Word for word, transcribe all of the records.

┌──

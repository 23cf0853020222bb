use sqlx::SqlitePool;

use crate::models::user::AdminUser;
use crate::utils::error::{AppError, AppResult};
use crate::utils::password;

/// Credential store backing the session login.
#[derive(Clone)]
pub struct AuthService {
    pool: SqlitePool,
}

impl AuthService {
    pub fn new(pool: SqlitePool) -> Self {
        Self { pool }
    }

    pub async fn init_tables(&self) -> AppResult<()> {
        sqlx::query(
            r#"
            CREATE TABLE IF NOT EXISTS admin_users (
                id INTEGER PRIMARY KEY AUTOINCREMENT,
                username TEXT NOT NULL UNIQUE,
                password_hash TEXT NOT NULL,
                role TEXT NOT NULL DEFAULT 'admin'
            )
            "#,
        )
        .execute(&self.pool)
        .await
        .map_err(|e| AppError::DatabaseError(format!("failed to create admin_users table: {e}")))?;

        Ok(())
    }

    /// Makes sure the configured admin account exists, hashing the configured
    /// password. An existing row is left alone so a rotated env password only
    /// applies to fresh databases.
    pub async fn ensure_admin(&self, username: &str, plain_password: &str) -> AppResult<()> {
        let existing: i64 = sqlx::query_scalar("SELECT COUNT(*) FROM admin_users WHERE username = ?")
            .bind(username)
            .fetch_one(&self.pool)
            .await
            .map_err(|e| AppError::DatabaseError(format!("failed to check admin user: {e}")))?;

        if existing > 0 {
            return Ok(());
        }

        let hash = password::hash_password(plain_password)?;
        sqlx::query("INSERT INTO admin_users (username, password_hash, role) VALUES (?, ?, 'admin')")
            .bind(username)
            .bind(&hash)
            .execute(&self.pool)
            .await
            .map_err(|e| AppError::DatabaseError(format!("failed to seed admin user: {e}")))?;

        log::info!("seeded admin account '{username}'");
        Ok(())
    }

    /// Checks a credential pair against the store.
    pub async fn verify(&self, username: &str, plain_password: &str) -> AppResult<AdminUser> {
        let user = sqlx::query_as::<_, AdminUser>("SELECT * FROM admin_users WHERE username = ?")
            .bind(username)
            .fetch_optional(&self.pool)
            .await
            .map_err(|e| AppError::DatabaseError(format!("failed to fetch admin user: {e}")))?
            .ok_or(AppError::InvalidCredentials)?;

        if password::verify_password(plain_password, &user.password_hash)? {
            Ok(user)
        } else {
            log::warn!("failed login attempt for '{username}'");
            Err(AppError::InvalidCredentials)
        }
    }
}
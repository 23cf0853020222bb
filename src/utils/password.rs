use hmac::{Hmac, Mac};
use sha1::Sha1;
use uuid::Uuid;

use crate::utils::error::{AppError, AppResult};

type HmacSha1 = Hmac<Sha1>;

// Stored form is "salt$hexdigest", one random salt per credential row.

pub fn hash_password(password: &str) -> AppResult<String> {
    let salt = Uuid::new_v4().simple().to_string();
    let digest = salted_digest(&salt, password)?;
    Ok(format!("{salt}${digest}"))
}

pub fn verify_password(password: &str, stored: &str) -> AppResult<bool> {
    let (salt, digest) = stored
        .split_once('$')
        .ok_or_else(|| AppError::InternalError("malformed password hash".to_string()))?;

    Ok(salted_digest(salt, password)? == digest)
}

fn salted_digest(salt: &str, password: &str) -> AppResult<String> {
    let mut mac = HmacSha1::new_from_slice(salt.as_bytes())
        .map_err(|e| AppError::InternalError(format!("failed to key HMAC: {e}")))?;
    mac.update(password.as_bytes());
    Ok(hex::encode(mac.finalize().into_bytes()))
}

#[cfg(test)]
mod tests {
    use super::*;

    #[test]
    fn hash_then_verify_round_trip() {
        let stored = hash_password("hunter2").expect("hash failed");
        assert!(verify_password("hunter2", &stored).expect("verify failed"));
        assert!(!verify_password("hunter3", &stored).expect("verify failed"));
    }

    #[test]
    fn hashes_are_salted() {
        let a = hash_password("same-password").expect("hash failed");
        let b = hash_password("same-password").expect("hash failed");
        assert_ne!(a, b);
    }

    #[test]
    fn malformed_hash_is_an_error() {
        assert!(verify_password("x", "no-separator-here").is_err());
    }
}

└──

▸ **Task answer**:
repository 23cf0853020222bb
use sqlx::SqlitePool;

use crate::models::user::AdminUser;
use crate::utils::error::{AppError, AppResult};
use crate::utils::password;

/// Credential store backing the session login.
#[derive(Clone)]
pub struct AuthService {
    pool: SqlitePool,
}

impl AuthService {
    pub fn new(pool: SqlitePool) -> Self {
        Self { pool }
    }

    pub async fn init_tables(&self) -> AppResult<()> {
        sqlx::query(
            r#"
            CREATE TABLE IF NOT EXISTS admin_users (
                id INTEGER PRIMARY KEY AUTOINCREMENT,
                username TEXT NOT NULL UNIQUE,
                password_hash TEXT NOT NULL,
                role TEXT NOT NULL DEFAULT 'admin'
            )
            "#,
        )
        .execute(&self.pool)
        .await
        .map_err(|e| AppError::DatabaseError(format!("failed to create admin_users table: {e}")))?;

        Ok(())
    }

    /// Makes sure the configured admin account exists, hashing the configured
    /// password. An existing row is left alone so a rotated env password only
    /// applies to fresh databases.
    pub async fn ensure_admin(&self, username: &str, plain_password: &str) -> AppResult<()> {
        let existing: i64 = sqlx::query_scalar("SELECT COUNT(*) FROM admin_users WHERE username = ?")
            .bind(username)
            .fetch_one(&self.pool)
            .await
            .map_err(|e| AppError::DatabaseError(format!("failed to check admin user: {e}")))?;

        if existing > 0 {
            return Ok(());
        }

        let hash = password::hash_password(plain_password)?;
        sqlx::query("INSERT INTO admin_users (username, password_hash, role) VALUES (?, ?, 'admin')")
            .bind(username)
            .bind(&hash)
            .execute(&self.pool)
            .await
            .map_err(|e| AppError::DatabaseError(format!("failed to seed admin user: {e}")))?;

        log::info!("seeded admin account '{username}'");
        Ok(())
    }

    /// Checks a credential pair against the store.
    pub async fn verify(&self, username: &str, plain_password: &str) -> AppResult<AdminUser> {
        let user = sqlx::query_as::<_, AdminUser>("SELECT * FROM admin_users WHERE username = ?")
            .bind(username)
            .fetch_optional(&self.pool)
            .await
            .map_err(|e| AppError::DatabaseError(format!("failed to fetch admin user: {e}")))?
            .ok_or(AppError::InvalidCredentials)?;

        if password::verify_password(plain_password, &user.password_hash)? {
            Ok(user)
        } else {
            log::warn!("failed login attempt for '{username}'");
            Err(AppError::InvalidCredentials)
        }
    }
}
repository 23cf0853020222bb
filename src/utils/password.rs
use hmac::{Hmac, Mac};
use sha1::Sha1;
use uuid::Uuid;

use crate::utils::error::{AppError, AppResult};

type HmacSha1 = Hmac<Sha1>;

// Stored form is "salt$hexdigest", one random salt per credential row.

pub fn hash_password(password: &str) -> AppResult<String> {
    let salt = Uuid::new_v4().simple().to_string();
    let digest = salted_digest(&salt, password)?;
    Ok(format!("{salt}${digest}"))
}

pub fn verify_password(password: &str, stored: &str) -> AppResult<bool> {
    let (salt, digest) = stored
        .split_once('$')
        .ok_or_else(|| AppError::InternalError("malformed password hash".to_string()))?;

    Ok(salted_digest(salt, password)? == digest)
}

fn salted_digest(salt: &str, password: &str) -> AppResult<String> {
    let mut mac = HmacSha1::new_from_slice(salt.as_bytes())
        .map_err(|e| AppError::InternalError(format!("failed to key HMAC: {e}")))?;
    mac.update(password.as_bytes());
    Ok(hex::encode(mac.finalize().into_bytes()))
}

#[cfg(test)]
mod tests {
    use super::*;

    #[test]
    fn hash_then_verify_round_trip() {
        let stored = hash_password("hunter2").expect("hash failed");
        assert!(verify_password("hunter2", &stored).expect("verify failed"));
        assert!(!verify_password("hunter3", &stored).expect("verify failed"));
    }

    #[test]
    fn hashes_are_salted() {
        let a = hash_password("same-password").expect("hash failed");
        let b = hash_password("same-password").expect("hash failed");
        assert_ne!(a, b);
    }

    #[test]
    fn malformed_hash_is_an_error() {
        assert!(verify_password("x", "no-separator-here").is_err());
    }
}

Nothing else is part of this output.